◆ Work to complete
Please copy each line of the data that includes the string "height".

◆ Recorded information
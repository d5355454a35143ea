//! Rendering: card templates, paint commands and the PNG rasterizer

pub mod layout;
pub mod paint;
pub mod raster;
pub mod template;

use std::collections::HashMap;

use log::debug;

use crate::autofit::Typeface;
use crate::Result;
use layout::CardElement;

/// An encoded capture of a card element.
#[derive(Debug, Clone)]
pub struct Screenshot {
    pub width: u32,
    pub height: u32,
    pub png_data: Vec<u8>,
}

/// Rasterize `element` at `scale` and encode it as PNG.
pub fn capture(element: &CardElement, scale: u32, typeface: &Typeface) -> Result<Screenshot> {
    let commands = paint::paint_element(element);
    let img = raster::rasterize(&commands, element.width, element.height, scale, typeface)?;
    let png_data = raster::encode_png(&img)?;
    debug!(
        "captured {} at {}x{} ({} bytes)",
        element.id,
        img.width(),
        img.height(),
        png_data.len()
    );
    Ok(Screenshot { width: img.width(), height: img.height(), png_data })
}

/// The set of currently mounted card elements, addressed by id.
///
/// Only mounted elements can be exported; a card that was never mounted, or
/// was unmounted, is not found.
#[derive(Debug, Default, Clone)]
pub struct Stage {
    elements: HashMap<String, CardElement>,
}

impl Stage {
    pub fn new() -> Self {
        Self::default()
    }

    /// Mount `element`, replacing whatever was mounted under the same id.
    pub fn mount(&mut self, element: CardElement) {
        self.elements.insert(element.id.clone(), element);
    }

    pub fn unmount(&mut self, id: &str) -> Option<CardElement> {
        self.elements.remove(id)
    }

    pub fn get(&self, id: &str) -> Option<&CardElement> {
        self.elements.get(id)
    }

    pub fn is_mounted(&self, id: &str) -> bool {
        self.elements.contains_key(id)
    }
}
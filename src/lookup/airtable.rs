//! Airtable-compatible REST backend for the manager directory.
//!
//! Only the first page of any listing is read. Credentials are checked when a
//! request is made, not when the store is built, so a missing key surfaces as
//! a failed lookup rather than a startup error.

use std::time::Duration;

use futures::future::BoxFuture;
use log::debug;
use reqwest::Client;
use serde::Deserialize;
use url::Url;

use crate::data_url;
use crate::lookup::store::{Attachment, RecordStore, StoreRecord};
use crate::{Error, Result, StoreConfig};

/// Page size requested for name listings (the API maximum).
const PAGE_SIZE: usize = 100;

#[derive(Debug, Deserialize)]
struct ListResponse {
    #[serde(default)]
    records: Vec<WireRecord>,
}

#[derive(Debug, Deserialize)]
struct WireRecord {
    #[serde(default)]
    fields: WireFields,
}

#[derive(Debug, Default, Deserialize)]
struct WireFields {
    #[serde(rename = "Name")]
    name: Option<String>,
    #[serde(rename = "Photo", default)]
    photo: Vec<Attachment>,
}

/// Escape `query` for use inside a single-quoted formula string.
pub fn quote_formula_string(query: &str) -> String {
    query.replace('\\', "\\\\").replace('\'', "\\'")
}

/// Formula matching names equal to `query` or containing it, ignoring case.
pub fn match_formula(query: &str) -> String {
    let q = quote_formula_string(query.trim());
    format!(
        "OR(LOWER({{Name}}) = LOWER('{q}'), FIND(LOWER('{q}'), LOWER({{Name}})) > 0)",
        q = q
    )
}

pub struct AirtableStore {
    client: Client,
    config: StoreConfig,
}

impl AirtableStore {
    pub fn new(config: StoreConfig) -> Result<Self> {
        let client = Client::builder()
            .timeout(Duration::from_millis(config.timeout_ms))
            .build()
            .map_err(|e| Error::ConfigError(format!("Failed to build HTTP client: {}", e)))?;
        Ok(Self { client, config })
    }

    fn credentials(&self) -> Result<(&str, &str)> {
        let key = self
            .config
            .api_key
            .as_deref()
            .filter(|k| !k.trim().is_empty())
            .ok_or_else(|| Error::ConfigError("AIRTABLE_API_KEY is not set".into()))?;
        let base = self
            .config
            .base_id
            .as_deref()
            .filter(|b| !b.trim().is_empty())
            .ok_or_else(|| Error::ConfigError("AIRTABLE_BASE_ID is not set".into()))?;
        Ok((key, base))
    }

    /// `{api_url}/v0/{base}/{table}` with path segments escaped.
    fn endpoint(&self, base: &str) -> Result<Url> {
        let mut url = Url::parse(&self.config.api_url)
            .map_err(|e| Error::ConfigError(format!("invalid api url '{}': {}", self.config.api_url, e)))?;
        {
            let mut segments = url
                .path_segments_mut()
                .map_err(|_| Error::ConfigError(format!("api url '{}' cannot take a path", self.config.api_url)))?;
            segments.pop_if_empty().extend(["v0", base, self.config.table.as_str()]);
        }
        Ok(url)
    }

    async fn list(&self, params: &[(&str, String)]) -> Result<Vec<WireRecord>> {
        let (key, base) = self.credentials()?;
        let url = self.endpoint(base)?;
        debug!("GET {} {:?}", url, params);

        let resp = self
            .client
            .get(url)
            .bearer_auth(key)
            .query(params)
            .send()
            .await?
            .error_for_status()?;
        let body: ListResponse = resp.json().await?;
        debug!("store returned {} records", body.records.len());
        Ok(body.records)
    }
}

impl RecordStore for AirtableStore {
    fn list_names(&self) -> BoxFuture<'_, Result<Vec<String>>> {
        Box::pin(async move {
            let params = [
                ("fields[]", "Name".to_string()),
                ("sort[0][field]", "Name".to_string()),
                ("sort[0][direction]", "asc".to_string()),
                ("pageSize", PAGE_SIZE.to_string()),
            ];
            let records = self.list(&params).await?;
            Ok(records.into_iter().filter_map(|r| r.fields.name).collect())
        })
    }

    fn find_candidates<'a>(&'a self, query: &'a str, limit: usize) -> BoxFuture<'a, Result<Vec<StoreRecord>>> {
        Box::pin(async move {
            let params = [
                ("filterByFormula", match_formula(query)),
                ("maxRecords", limit.to_string()),
            ];
            let records = self.list(&params).await?;
            Ok(records
                .into_iter()
                .map(|r| StoreRecord {
                    name: r.fields.name.unwrap_or_default(),
                    photo: r.fields.photo,
                })
                .collect())
        })
    }
}

/// Download a remote photo and return it as a `data:` URL.
///
/// The mime type comes from the payload itself, not the response headers;
/// formats the rasterizer cannot decode fail with `UnsupportedImage`.
pub async fn fetch_photo(client: &Client, url: &str) -> Result<String> {
    let resp = client.get(url).send().await?.error_for_status()?;
    let bytes = resp.bytes().await?;
    let mime = data_url::image_mime(&bytes)?;
    debug!("fetched photo {} ({} bytes, {})", url, bytes.len(), mime);
    Ok(data_url::encode(mime, &bytes))
}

◆ Written response
    pub height: u32,
    let img = raster::rasterize(&commands, element.width, element.height, scale, typeface)?;
        img.height(),
    Ok(Screenshot { width: img.width(), height: img.height(), png_data })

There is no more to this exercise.